Tuesday, February 22, 2011

papercut

Don't you hate it when you get a papercut? Like you're doing your own thing, trying to find that stupid paper for history class, or the syllabus to check on your homework, or rifling through all your notes to study your brains out and then out of the blue your feel a little slice, and suddenly your finger is bleeding and it hurts! UGH! they are just so awful. I hate them, and unfortunately I get them far too often. But it gets to the point where I can manage to work around them, and they don't really bother me, until I do something stupid like, peel an orange, or decide to use alcohol based hand sanitizer, then as soon as I decide to do those things, I immediately regret the decision as a sharp stings starts taking place in that stupid papercut. And suddenly all I can think about is the pain, and everything else becomes less important. Just for a little bit though, then the pain subsides and I'm able to cope again. That is until I do something stupid again, and the lovely cycle starts all over.

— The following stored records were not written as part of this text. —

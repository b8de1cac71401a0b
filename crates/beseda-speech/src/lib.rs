//! Mixed-language speech pipeline: segmentation into language-tagged runs,
//! voice selection, and strictly sequential synthesis orchestration.

pub mod backend;
pub mod elevenlabs;
pub mod orchestrator;
pub mod segment;
pub mod voices;

pub use backend::{SpeechBackend, UtteranceRequest, VoiceInfo};
pub use orchestrator::{CompletionHook, SpeechOrchestrator};
pub use segment::segment;
//! LLM client abstraction.
//!
//! One operation: given a prompt, return the raw completion text. The
//! extractor downstream imposes the only contract on that text, and it
//! tolerates violations — so the client stays deliberately thin.

pub mod openai;

use async_trait::async_trait;
use serde::{Deserialize, Serialize};

/// Message role in a chat completion.
#[derive(Debug, Clone, Copy, PartialEq, Eq, Serialize, Deserialize)]
#[serde(rename_all = "lowercase")]
pub enum Role {
    System,
    User,
    Assistant,
}

#[derive(Debug, Clone, Serialize, Deserialize)]
pub struct ChatMessage {
    pub role: Role,
    pub content: String,
}

impl ChatMessage {
    pub fn system(content: impl Into<String>) -> Self {
        Self {
            role: Role::System,
            content: content.into(),
        }
    }

    pub fn user(content: impl Into<String>) -> Self {
        Self {
            role: Role::User,
            content: content.into(),
        }
    }

    pub fn assistant(content: impl Into<String>) -> Self {
        Self {
            role: Role::Assistant,
            content: content.into(),
        }
    }
}

/// A request for one completion.
#[derive(Debug, Clone, Serialize, Deserialize)]
pub struct CompletionRequest {
    pub model: String,
    pub messages: Vec<ChatMessage>,
    pub max_tokens: u32,
    pub temperature: Option<f64>,
}

/// The core LLM client trait.
#[async_trait]
pub trait LlmClient: Send + Sync {
    /// Provider identifier (e.g., "openai", "openrouter").
    fn id(&self) -> &str;

    /// Run one completion and return the raw text.
    async fn complete(&self, request: &CompletionRequest) -> anyhow::Result<String>;
}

I suppose in a way I'm speaking metaphorically, I currently have a papercut, but its on my heart. And sometimes I do stupid things that will only cause me pain. Like blogstalking or getting hopes up for ridiculous reasons. But I suppose, that I'll just have to look past these moments, and move forward and learn to cope again. But I am only human, and therefore still weak at times. And I guess, sometimes I have to remember, that I don't have to be strong all the time. Especially, when it comes to the heart. It doesn't make me a bad person to admit that I'm still recovering.


yes, I'm talking to you.
you know who you are.
I doubt you still read this, but on the off chance that you do,
 I just want to say, I still love you.